I'm trying to prove that the sequence $\left(\frac{1}{2},\frac{1}{3},\frac{2}{3},\frac{1}{4},\frac{2}{4},\frac{3}{4},\frac{1}{5},\frac{2}{5},\frac{3}{5},\frac{4}{5},\cdots\right)$ is not a Cauchy sequence.
I know that a sequence of real numbers is not Cauchy if there exists an $\epsilon>0$ such that, for all $N\in\mathbb{N}$, there exists $m,n>N$ such that $|x_{m}-x_{n}|\geq\epsilon$. It intuitively makes sense to me that the sequence cannot be Cauchy, as the distance between points where the denominator changes (like $\cdots\frac{99}{101},\frac{100}{101},\frac{1}{102},\cdots$) keeps growing larger. However, I'm not sure how to find indices $m$ and $n$ in general with $|x_{m}-x_{n}|\geq\epsilon$. Thanks in advance for any help!

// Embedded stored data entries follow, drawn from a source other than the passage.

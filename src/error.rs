//! Gateway-level error types shared across validation, storage, and the upstream exchange.

// self
use crate::_prelude::*;

/// Gateway-wide result type alias returning [`Error`] by default.
pub type Result<T, E = Error> = std::result::Result<T, E>;

type BoxError = Box<dyn std::error::Error + Send + Sync>;

/// Canonical gateway error exposed by public APIs.
#[derive(Debug, ThisError)]
pub enum Error {
	/// Storage-layer failure.
	#[error("{0}")]
	Storage(
		#[from]
		#[source]
		crate::store::StoreError,
	),
	/// Local configuration problem.
	#[error(transparent)]
	Config(#[from] ConfigError),
	/// Request rejected before any credential was checked.
	#[error(transparent)]
	Validation(#[from] ValidationError),
	/// Caller credentials failed verification.
	#[error(transparent)]
	Authentication(#[from] AuthenticationError),
	/// Token endpoint exchange failure.
	#[error(transparent)]
	Upstream(#[from] UpstreamError),
}

/// Request-shape failures detected before touching storage.
#[derive(Clone, Debug, PartialEq, Eq, Serialize, Deserialize, ThisError)]
pub enum ValidationError {
	/// The grant_type field is absent or names an unsupported grant.
	#[error("Grant type is missing or unsupported.")]
	UnsupportedGrantType,
	/// Neither explicit fields nor the Basic authorization header carried credentials.
	#[error("Client credentials are missing from the request.")]
	CredentialsNotProvided,
	/// Requested scopes exceed the client's grants.
	#[error("Requested scopes exceed the client's grants.")]
	ScopeNotGranted,
}

/// Credential verification failures.
#[derive(Clone, Debug, PartialEq, Eq, Serialize, Deserialize, ThisError)]
pub enum AuthenticationError {
	/// The client is unknown or the secret digest does not match.
	///
	/// Both cases collapse into this one variant so responses cannot reveal
	/// whether a client id exists.
	#[error("Client credentials failed verification.")]
	InvalidCredentials,
}

/// Configuration and validation failures raised by the gateway.
#[derive(Debug, ThisError)]
pub enum ConfigError {
	/// HTTP client could not be constructed.
	#[error("HTTP client could not be constructed.")]
	HttpClientBuild {
		/// Underlying transport builder failure.
		#[source]
		source: BoxError,
	},
	/// Configuration omitted the upstream token endpoint URL.
	#[error("Token endpoint URL is required.")]
	MissingTokenEndpoint,
	/// Configuration supplied an empty storage table name.
	#[error("Storage table name cannot be empty.")]
	EmptyStorageTable,
	/// Configuration supplied an empty broker client id.
	#[error("Broker client id cannot be empty.")]
	EmptyBrokerClientId,
	/// Configuration supplied an empty broker client secret.
	#[error("Broker client secret cannot be empty.")]
	EmptyBrokerClientSecret,
	/// Configuration supplied an empty secret salt.
	#[error("Secret salt cannot be empty.")]
	EmptySecretSalt,
	/// Configuration supplied a zero or negative upstream timeout.
	#[error("Upstream timeout must be positive.")]
	NonPositiveTimeout,

	/// Client identifier failed validation.
	#[error("Client identifier is invalid.")]
	InvalidIdentifier(#[from] crate::auth::ClientIdError),
	/// Requested scopes cannot be validated.
	#[error("Requested scopes are invalid.")]
	InvalidScope(#[from] crate::auth::ScopeValidationError),
}
impl ConfigError {
	/// Wraps a transport's builder failure inside [`ConfigError`].
	pub fn http_client_build(src: impl 'static + Send + Sync + std::error::Error) -> Self {
		Self::HttpClientBuild { source: Box::new(src) }
	}
}
#[cfg(feature = "reqwest")]
impl From<ReqwestError> for ConfigError {
	fn from(e: ReqwestError) -> Self {
		Self::http_client_build(e)
	}
}

/// Failures raised while exchanging tokens with the upstream endpoint.
#[derive(Debug, ThisError)]
pub enum UpstreamError {
	/// Token endpoint answered with a non-success status.
	#[error("Token endpoint returned HTTP {status}.")]
	Status {
		/// HTTP status code returned by the endpoint.
		status: u16,
		/// Raw response body, kept for operator logs only.
		body: String,
	},
	/// Underlying HTTP client reported a network failure.
	#[error("Network error occurred while calling the token endpoint.")]
	Network {
		/// Transport-specific network error.
		#[source]
		source: BoxError,
	},
	/// Caller metadata could not be encoded as JSON.
	#[error("Caller metadata could not be encoded.")]
	Metadata(#[from] serde_json::Error),
	/// Token endpoint responded with malformed JSON that could not be parsed.
	#[error("Token endpoint returned malformed JSON.")]
	MalformedBody {
		/// Structured parsing failure.
		#[source]
		source: serde_path_to_error::Error<serde_json::error::Error>,
		/// HTTP status code the malformed body arrived with.
		status: u16,
	},
	/// Token endpoint returned a non-positive duration.
	#[error("The expires_in value must be positive.")]
	NonPositiveExpiresIn,
}
impl UpstreamError {
	/// Wraps a transport-specific network error.
	pub fn network(src: impl 'static + Send + Sync + std::error::Error) -> Self {
		Self::Network { source: Box::new(src) }
	}
}
#[cfg(feature = "reqwest")]
impl From<ReqwestError> for UpstreamError {
	fn from(e: ReqwestError) -> Self {
		Self::network(e)
	}
}
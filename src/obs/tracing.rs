// self
use crate::{_prelude::*, store::StoreError};

/// Future type produced by [`RequestSpan::instrument`] when tracing is enabled.
#[cfg(feature = "tracing")]
pub type InstrumentedRequest<F> = tracing::instrument::Instrumented<F>;
/// The bare future when tracing is disabled.
#[cfg(not(feature = "tracing"))]
pub type InstrumentedRequest<F> = F;

/// Per-request span carrying the pipeline stage and, once resolved, the
/// caller's client id.
#[derive(Clone, Debug)]
pub struct RequestSpan {
	#[cfg(feature = "tracing")]
	span: tracing::Span,
}
impl RequestSpan {
	/// Creates a new span tagged with the provided stage.
	///
	/// The `client_id` field starts empty; [`Self::record_client`] fills it
	/// once credentials resolve.
	pub fn new(stage: &'static str) -> Self {
		#[cfg(feature = "tracing")]
		{
			let span = tracing::info_span!(
				"oauth2_gateway.request",
				stage,
				client_id = tracing::field::Empty,
			);

			Self { span }
		}
		#[cfg(not(feature = "tracing"))]
		{
			let _ = stage;

			Self {}
		}
	}

	/// Attaches the resolved client id to the span.
	///
	/// Requests rejected before credential resolution leave the field empty.
	pub fn record_client(&self, client_id: &str) {
		#[cfg(feature = "tracing")]
		{
			self.span.record("client_id", client_id);
		}
		#[cfg(not(feature = "tracing"))]
		{
			let _ = client_id;
		}
	}

	/// Enters the span for a synchronous stretch of work.
	pub fn entered(self) -> RequestSpanGuard {
		#[cfg(feature = "tracing")]
		{
			RequestSpanGuard { guard: self.span.entered() }
		}
		#[cfg(not(feature = "tracing"))]
		{
			let _ = self;

			RequestSpanGuard {}
		}
	}

	/// Attaches the span to a future so events emitted inside it inherit the
	/// request context, without holding a guard across `.await` points.
	pub fn instrument<Fut>(&self, fut: Fut) -> InstrumentedRequest<Fut>
	where
		Fut: Future,
	{
		#[cfg(feature = "tracing")]
		{
			use tracing::Instrument;

			fut.instrument(self.span.clone())
		}
		#[cfg(not(feature = "tracing"))]
		{
			fut
		}
	}
}

/// RAII guard returned by [`RequestSpan::entered`].
pub struct RequestSpanGuard {
	#[cfg(feature = "tracing")]
	#[allow(dead_code)]
	guard: tracing::span::EnteredSpan,
}
impl Debug for RequestSpanGuard {
	fn fmt(&self, f: &mut Formatter) -> FmtResult {
		f.write_str("RequestSpanGuard(..)")
	}
}

/// Logs a degraded store interaction the request survived (when enabled).
pub fn record_store_degraded(stage: &'static str, error: &StoreError) {
	#[cfg(feature = "tracing")]
	{
		tracing::warn!(stage, error = %error, "Store interaction degraded.");
	}
	#[cfg(not(feature = "tracing"))]
	{
		let _ = (stage, error);
	}
}

/// Logs a failed request with its full error chain for operators (when enabled).
///
/// The wire response stays generic; this event is where upstream status codes
/// and bodies become visible.
pub fn record_request_error(error: &Error) {
	#[cfg(feature = "tracing")]
	{
		tracing::error!(error = ?error, "Token request failed.");
	}
	#[cfg(not(feature = "tracing"))]
	{
		let _ = error;
	}
}
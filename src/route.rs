//! Request routing over path + method pairs.
//!
//! The table is assembled once through [`RouterBuilder`] and immutable
//! afterwards, so clones can be handed to any number of workers without
//! locking.

// self
use crate::{
	_prelude::*,
	gateway::{TokenGateway, TokenRequest, TokenResponse},
};

/// Canonical token endpoint path.
pub const TOKEN_PATH: &str = "/oauth2/token";

/// HTTP-style methods the router distinguishes.
#[derive(Clone, Copy, Debug, PartialEq, Eq, Hash, Serialize, Deserialize)]
pub enum RouteMethod {
	/// GET requests.
	Get,
	/// POST requests.
	Post,
	/// PUT requests.
	Put,
	/// DELETE requests.
	Delete,
}
impl RouteMethod {
	/// Returns the canonical upper-case method name.
	pub const fn as_str(self) -> &'static str {
		match self {
			RouteMethod::Get => "GET",
			RouteMethod::Post => "POST",
			RouteMethod::Put => "PUT",
			RouteMethod::Delete => "DELETE",
		}
	}
}
impl Display for RouteMethod {
	fn fmt(&self, f: &mut Formatter) -> FmtResult {
		f.write_str(self.as_str())
	}
}

/// Key identifying a registered route.
#[derive(Clone, Debug, PartialEq, Eq, Hash)]
pub struct RouteKey {
	/// Route path, matched verbatim.
	pub path: String,
	/// Route method.
	pub method: RouteMethod,
}
impl RouteKey {
	/// Builds a key from the path and method.
	pub fn new(path: impl Into<String>, method: RouteMethod) -> Self {
		Self { path: path.into(), method }
	}
}

/// Future type returned by route handlers.
pub type RouteFuture<'a> = Pin<Box<dyn Future<Output = TokenResponse> + 'a + Send>>;

/// Handler contract invoked for a dispatched request.
pub trait RouteHandler
where
	Self: Send + Sync,
{
	/// Handles one request, always producing a wire response.
	fn handle<'a>(&'a self, request: TokenRequest) -> RouteFuture<'a>;
}

/// Dispatch failures.
#[derive(Clone, Debug, PartialEq, Eq, Serialize, Deserialize, ThisError)]
pub enum RouteError {
	/// No handler is registered for the requested pair.
	#[error("No route is registered for {method} {path}.")]
	NotFound {
		/// Requested method.
		method: RouteMethod,
		/// Requested path.
		path: String,
	},
}

/// Immutable routing table shared across workers.
#[derive(Clone, Default)]
pub struct Router {
	routes: HashMap<RouteKey, Arc<dyn RouteHandler>>,
}
impl Router {
	/// Returns a builder for assembling the routing table.
	pub fn builder() -> RouterBuilder {
		RouterBuilder::default()
	}

	/// Builds the canonical table with the token gateway mounted at [`TOKEN_PATH`].
	pub fn with_token_gateway(gateway: Arc<TokenGateway>) -> Self {
		Self::builder().route(TOKEN_PATH, RouteMethod::Post, gateway).build()
	}

	/// Returns `true` when a handler is registered for the pair.
	pub fn has_route(&self, path: &str, method: RouteMethod) -> bool {
		self.routes.contains_key(&RouteKey::new(path, method))
	}

	/// Dispatches one request to the registered handler.
	pub async fn dispatch(
		&self,
		path: &str,
		method: RouteMethod,
		request: TokenRequest,
	) -> Result<TokenResponse, RouteError> {
		let handler = self
			.routes
			.get(&RouteKey::new(path, method))
			.ok_or_else(|| RouteError::NotFound { method, path: path.to_owned() })?;

		Ok(handler.handle(request).await)
	}
}
impl Debug for Router {
	fn fmt(&self, f: &mut Formatter) -> FmtResult {
		f.debug_struct("Router").field("routes", &self.routes.keys()).finish()
	}
}

/// Builder for [`Router`].
#[derive(Clone, Default)]
pub struct RouterBuilder {
	routes: HashMap<RouteKey, Arc<dyn RouteHandler>>,
}
impl RouterBuilder {
	/// Registers a handler; re-registering a pair replaces the earlier handler.
	pub fn route(
		mut self,
		path: impl Into<String>,
		method: RouteMethod,
		handler: Arc<dyn RouteHandler>,
	) -> Self {
		self.routes.insert(RouteKey::new(path, method), handler);

		self
	}

	/// Consumes the builder and produces the immutable router.
	pub fn build(self) -> Router {
		Router { routes: self.routes }
	}
}
impl Debug for RouterBuilder {
	fn fmt(&self, f: &mut Formatter) -> FmtResult {
		f.debug_struct("RouterBuilder").field("routes", &self.routes.keys()).finish()
	}
}

#[cfg(test)]
mod tests {
	// self
	use super::*;

	struct StaticHandler(u16);
	impl RouteHandler for StaticHandler {
		fn handle<'a>(&'a self, _: TokenRequest) -> RouteFuture<'a> {
			let status = self.0;

			Box::pin(async move { TokenResponse::failed(status, "stub") })
		}
	}

	#[tokio::test]
	async fn dispatch_routes_to_the_registered_handler() {
		let router = Router::builder()
			.route(TOKEN_PATH, RouteMethod::Post, Arc::new(StaticHandler(418)))
			.build();

		assert!(router.has_route(TOKEN_PATH, RouteMethod::Post));
		assert!(!router.has_route(TOKEN_PATH, RouteMethod::Get));

		let response = router
			.dispatch(TOKEN_PATH, RouteMethod::Post, TokenRequest::new())
			.await
			.expect("Registered route should dispatch.");

		assert_eq!(response.status, 418);
	}

	#[tokio::test]
	async fn unknown_routes_report_not_found() {
		let router = Router::builder().build();
		let error = router
			.dispatch("/missing", RouteMethod::Get, TokenRequest::new())
			.await
			.expect_err("Unregistered route should fail.");

		assert_eq!(error.to_string(), "No route is registered for GET /missing.");
	}

	#[tokio::test]
	async fn later_registrations_replace_earlier_ones() {
		let router = Router::builder()
			.route(TOKEN_PATH, RouteMethod::Post, Arc::new(StaticHandler(400)))
			.route(TOKEN_PATH, RouteMethod::Post, Arc::new(StaticHandler(503)))
			.build();
		let response = router
			.dispatch(TOKEN_PATH, RouteMethod::Post, TokenRequest::new())
			.await
			.expect("Registered route should dispatch.");

		assert_eq!(response.status, 503);
	}
}
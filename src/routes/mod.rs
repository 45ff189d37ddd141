pub mod error;
pub mod health;
pub mod organization;

use axum::{Router, routing::get};
pub use error::{ApiError, ErrorResponse};

use crate::AppState;

/// Routes mounted under `/api`.
pub fn get_api_routes() -> Router<AppState> {
    Router::new().route("/v1/organization", get(organization::get_organization))
}
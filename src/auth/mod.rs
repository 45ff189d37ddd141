mod identity;
mod token;

pub use identity::{Principal, principal_from_headers};
pub use token::{AccessToken, TokenError, TokenSource};
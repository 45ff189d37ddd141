//! Organization and user provisioning for a multi-tenant cloud platform.
//!
//! On a user's first visit, `ignition` makes sure the user exists in the
//! platform's identity provider and has an organization to work in, creating
//! either when missing.

pub mod auth;
pub mod config;
pub mod identity;
pub mod models;
pub mod observability;
pub mod platform;
pub mod routes;
pub mod services;

use std::sync::Arc;

use axum::{Router, routing::get};
use tower_http::trace::TraceLayer;

/// Shared request state.
#[derive(Clone)]
pub struct AppState {
    pub config: Arc<config::IgnitionConfig>,
    pub services: services::Services,
}

pub fn build_app(state: AppState) -> Router {
    Router::new()
        .route("/health", get(routes::health::health_check))
        .route("/health/live", get(routes::health::liveness))
        .nest("/api", routes::get_api_routes())
        .layer(TraceLayer::new_for_http())
        .with_state(state)
}
use http::HeaderMap;

use crate::config::AuthConfig;

/// The authenticated caller, as asserted by the fronting reverse proxy.
#[derive(Debug, Clone, PartialEq, Eq)]
pub struct Principal {
    /// Account name (email address, `DOMAIN\user`, or bare username)
    pub account_name: String,

    /// Platform user id, when the proxy already knows it
    pub user_id: Option<String>,

    /// Email address, when the proxy provides one
    pub email: Option<String>,
}

/// Extract the caller from the configured identity headers.
///
/// Returns `None` when the identity header is missing, empty, or not valid
/// UTF-8. Optional headers with unusable values are treated as absent.
pub fn principal_from_headers(headers: &HeaderMap, config: &AuthConfig) -> Option<Principal> {
    let account_name = header_value(headers, &config.identity_header)?;

    let user_id = config
        .user_id_header
        .as_deref()
        .and_then(|h| header_value(headers, h));

    let email = config
        .email_header
        .as_deref()
        .and_then(|h| header_value(headers, h));

    Some(Principal {
        account_name,
        user_id,
        email,
    })
}

fn header_value(headers: &HeaderMap, name: &str) -> Option<String> {
    headers
        .get(name)
        .and_then(|v| v.to_str().ok())
        .map(str::trim)
        .filter(|v| !v.is_empty())
        .map(String::from)
}
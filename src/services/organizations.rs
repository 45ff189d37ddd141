use std::sync::Arc;

use thiserror::Error;

use crate::{
    models::{Organization, ProvisioningRequest},
    platform::{OrgQuery, PlatformClient, PlatformError},
};

#[derive(Debug, Error)]
pub enum ProvisioningError {
    #[error("failed to look up organizations: {0}")]
    Lookup(#[source] PlatformError),

    #[error("failed to create organization: {0}")]
    Creation(#[source] PlatformError),
}

/// Selects the organization an account should land in, creating it when the
/// account has none that fits.
#[derive(Clone)]
pub struct OrganizationResolver {
    platform: Arc<dyn PlatformClient>,
}

impl OrganizationResolver {
    pub fn new(platform: Arc<dyn PlatformClient>) -> Self {
        Self { platform }
    }

    /// Return an existing or newly created organization for the request.
    ///
    /// Among the organizations visible under `scope`, an exact name match wins
    /// over a quota match; with neither, a new organization is created with
    /// the derived name and the requested quota and isolation segment.
    pub async fn resolve(
        &self,
        request: &ProvisioningRequest,
        scope: &OrgQuery,
    ) -> Result<Organization, ProvisioningError> {
        let organizations = self
            .platform
            .list_organizations(scope)
            .await
            .map_err(ProvisioningError::Lookup)?;

        let name = request.target_name();
        if let Some(org) = organizations.iter().find(|org| org.name == name) {
            tracing::debug!(guid = %org.guid, name = %org.name, "Selected organization by name");
            return Ok(org.clone());
        }
        if let Some(org) = organizations
            .iter()
            .find(|org| org.quota_definition_guid == request.quota_id)
        {
            tracing::debug!(guid = %org.guid, name = %org.name, "Selected organization by quota");
            return Ok(org.clone());
        }

        tracing::info!(
            name = %name,
            existing = organizations.len(),
            "No matching organization, creating one"
        );
        self.platform
            .create_organization(&request.to_create())
            .await
            .map_err(ProvisioningError::Creation)
    }
}

#[cfg(test)]
mod tests {
    use std::error::Error as _;

    use super::*;
    use crate::platform::test::{FakePlatform, organization};

    fn request(prefix: &str, quota: &str) -> ProvisioningRequest {
        ProvisioningRequest {
            account: "testuser@test.com".to_string(),
            name_prefix: prefix.to_string(),
            quota_id: quota.to_string(),
            isolation_segment_id: Some("test-iso-segment-id".to_string()),
        }
    }

    fn user_orgs() -> Vec<Organization> {
        vec![
            organization("test-org-2", "ignition-testuser1", "ignition-quota2-id"),
            organization("test-org-1", "ignition-testuser", "ignition-quota-id"),
        ]
    }

    async fn resolve(
        platform: &Arc<FakePlatform>,
        request: &ProvisioningRequest,
    ) -> Result<Organization, ProvisioningError> {
        OrganizationResolver::new(platform.clone())
            .resolve(request, &OrgQuery::for_user("test-user-id"))
            .await
    }

    #[tokio::test]
    async fn test_name_match_wins_over_quota() {
        let platform = Arc::new(FakePlatform::with_organizations(user_orgs()));

        let org = resolve(&platform, &request("ignition", "ignition-quota2-id"))
            .await
            .unwrap();

        assert_eq!(org.guid, "test-org-1");
        assert!(platform.created().is_empty());
    }

    #[tokio::test]
    async fn test_quota_match_without_name_match() {
        let platform = Arc::new(FakePlatform::with_organizations(user_orgs()));

        let org = resolve(&platform, &request("ignition2", "ignition-quota-id"))
            .await
            .unwrap();

        assert_eq!(org.guid, "test-org-1");
        assert!(platform.created().is_empty());
    }

    #[tokio::test]
    async fn test_first_quota_match_in_platform_order() {
        let platform = Arc::new(FakePlatform::with_organizations(vec![
            organization("first", "other-a", "shared-quota"),
            organization("second", "other-b", "shared-quota"),
        ]));

        let org = resolve(&platform, &request("ignition", "shared-quota"))
            .await
            .unwrap();
        assert_eq!(org.guid, "first");
    }

    #[tokio::test]
    async fn test_creates_when_nothing_matches() {
        let platform = Arc::new(FakePlatform::with_organizations(user_orgs()));

        let org = resolve(&platform, &request("ignition1", "test-quota2-id"))
            .await
            .unwrap();

        assert_eq!(org.name, "ignition1-testuser");
        assert_eq!(org.quota_definition_guid, "test-quota2-id");
        assert_eq!(
            org.default_isolation_segment_guid.as_deref(),
            Some("test-iso-segment-id")
        );
        assert_eq!(platform.created().len(), 1);
    }

    #[tokio::test]
    async fn test_creates_exactly_once_when_user_has_no_orgs() {
        let platform = Arc::new(FakePlatform::default());

        let org = resolve(&platform, &request("ignition", "test-quota-id"))
            .await
            .unwrap();

        assert_eq!(org.name, "ignition-testuser");
        let created = platform.created();
        assert_eq!(created.len(), 1);
        assert_eq!(created[0], request("ignition", "test-quota-id").to_create());
    }

    #[tokio::test]
    async fn test_scope_is_passed_through() {
        let platform = Arc::new(FakePlatform::with_organizations(user_orgs()));

        resolve(&platform, &request("ignition", "x")).await.unwrap();

        assert_eq!(platform.list_calls(), 1);
        assert_eq!(platform.queries(), vec![OrgQuery::for_user("test-user-id")]);
    }

    #[tokio::test]
    async fn test_lookup_failure() {
        let platform = Arc::new(FakePlatform::default().failing_list());

        let err = resolve(&platform, &request("ignition", "q"))
            .await
            .unwrap_err();

        assert!(matches!(err, ProvisioningError::Lookup(_)));
        assert!(err.source().is_some());
        assert!(platform.created().is_empty());
    }

    #[tokio::test]
    async fn test_creation_failure() {
        let platform = Arc::new(
            FakePlatform::with_organizations(user_orgs()).failing_create(),
        );

        let err = resolve(&platform, &request("ignition1", "test-quota2-id"))
            .await
            .unwrap_err();

        assert!(matches!(err, ProvisioningError::Creation(_)));
        assert_eq!(platform.created().len(), 1);
    }
}
use std::sync::Arc;

use async_trait::async_trait;
use serde::{Deserialize, Serialize};
use tracing::instrument;

use super::{IdentityError, IdentityProvider, IdentityResult};
use crate::{
    auth::{AccessToken, TokenSource},
    models::NewUser,
};

#[derive(Deserialize)]
struct UserList {
    #[serde(default = "Vec::new")]
    resources: Vec<UserResource>,
}

#[derive(Deserialize)]
struct UserResource {
    #[serde(default)]
    id: String,
}

#[derive(Serialize)]
#[serde(rename_all = "camelCase")]
struct CreateUserBody<'a> {
    user_name: &'a str,
    origin: &'a str,
    external_id: &'a str,
    emails: [Email<'a>; 1],
}

#[derive(Serialize)]
struct Email<'a> {
    value: &'a str,
    primary: bool,
}

/// Client for the UAA user directory.
///
/// Requests are authenticated with a bearer token from the configured
/// [`TokenSource`]. The client never refreshes tokens itself; a source that
/// cannot supply a valid token fails the call before any request is sent.
#[derive(Debug, Clone)]
pub struct UaaClient {
    url: String,
    http_client: Option<reqwest::Client>,
    tokens: Option<Arc<TokenSource>>,
}

impl UaaClient {
    pub fn new(url: impl Into<String>) -> Self {
        Self {
            url: url.into().trim_end_matches('/').to_string(),
            http_client: None,
            tokens: None,
        }
    }

    pub fn with_http_client(mut self, http_client: reqwest::Client) -> Self {
        self.http_client = Some(http_client);
        self
    }

    pub fn with_token_source(mut self, tokens: Arc<TokenSource>) -> Self {
        self.tokens = Some(tokens);
        self
    }

    async fn authorize(&self) -> IdentityResult<(&reqwest::Client, AccessToken)> {
        let (Some(http_client), Some(tokens)) = (&self.http_client, &self.tokens) else {
            return Err(IdentityError::Authentication(
                "no HTTP client or token source configured".into(),
            ));
        };
        let token = tokens
            .token()
            .await
            .map_err(|e| IdentityError::Authentication(e.to_string()))?;
        Ok((http_client, token))
    }
}

/// Escape a value for use inside a quoted SCIM filter string.
fn escape_filter_value(value: &str) -> String {
    let mut escaped = String::with_capacity(value.len());
    for c in value.chars() {
        if matches!(c, '\\' | '"') {
            escaped.push('\\');
        }
        escaped.push(c);
    }
    escaped
}

#[async_trait]
impl IdentityProvider for UaaClient {
    #[instrument(name = "uaa.user_id_for_account_name", skip(self))]
    async fn user_id_for_account_name(&self, account: &str) -> IdentityResult<String> {
        if account.is_empty() {
            return Err(IdentityError::Validation(
                "cannot search for a user with an empty account name".into(),
            ));
        }
        let (http_client, token) = self.authorize().await?;

        let filter = format!("userName eq \"{}\"", escape_filter_value(account));
        let response = http_client
            .get(format!("{}/Users", self.url))
            .query(&[("filter", filter.as_str()), ("attributes", "id,userName")])
            .bearer_auth(token.value())
            .send()
            .await
            .map_err(|e| IdentityError::Query(e.to_string()))?;

        let status = response.status();
        if !status.is_success() {
            let body = response.text().await.unwrap_or_default();
            return Err(IdentityError::Query(format!("{status}: {body}")));
        }
        let users: UserList = response
            .json()
            .await
            .map_err(|e| IdentityError::Query(e.to_string()))?;

        let mut resources = users.resources;
        match resources.len() {
            0 => Err(IdentityError::NotFound(account.to_string())),
            1 => Ok(resources.remove(0).id),
            count => {
                tracing::warn!(count, "Account name matches more than one user");
                Err(IdentityError::Ambiguous {
                    account: account.to_string(),
                    count,
                })
            }
        }
    }

    #[instrument(name = "uaa.create_user", skip(self, user), fields(username = %user.username))]
    async fn create_user(&self, user: &NewUser) -> IdentityResult<String> {
        if user.username.is_empty() {
            return Err(IdentityError::Validation(
                "cannot create a user with an empty username".into(),
            ));
        }
        let (http_client, token) = self.authorize().await?;

        let body = CreateUserBody {
            user_name: &user.username,
            origin: &user.origin,
            external_id: &user.external_id,
            emails: [Email {
                value: &user.email,
                primary: true,
            }],
        };
        let response = http_client
            .post(format!("{}/Users", self.url))
            .bearer_auth(token.value())
            .json(&body)
            .send()
            .await
            .map_err(|e| IdentityError::Creation(e.to_string()))?;

        let status = response.status();
        if !status.is_success() {
            let body = response.text().await.unwrap_or_default();
            return Err(IdentityError::Creation(format!("{status}: {body}")));
        }
        let created: UserResource = response
            .json()
            .await
            .map_err(|e| IdentityError::Creation(e.to_string()))?;
        if created.id.is_empty() {
            return Err(IdentityError::Creation("response carried no user id".into()));
        }

        tracing::info!(user_id = %created.id, "Created user");
        Ok(created.id)
    }
}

Let $(a_n)_{n\in\mathbb N}$ be your sequence. Take $\varepsilon=\frac12$. Given $N\in\mathbb N$, take $n\geqslant N$ such that $a_n$ is of the form $\frac k{k+1}$ for some $k\in\mathbb N$ and let $m=n+1$. Then $a_m=\frac1{k+2}$. Therefore,$$\left\lvert a_m-a_n\right\rvert=\frac k{k+1}-\frac1{k+2}\geqslant\frac12=\varepsilon.$$
Or you can say that your sequence diverges, since the subsequence$$\frac12,\frac13,\frac14,\ldots$$converges to $0$, whereas the subsequence$$\frac12,\frac23,\frac34,\ldots$$converges to $1$. So, the sequence diverges and therefore it is not a Cauchy sequence.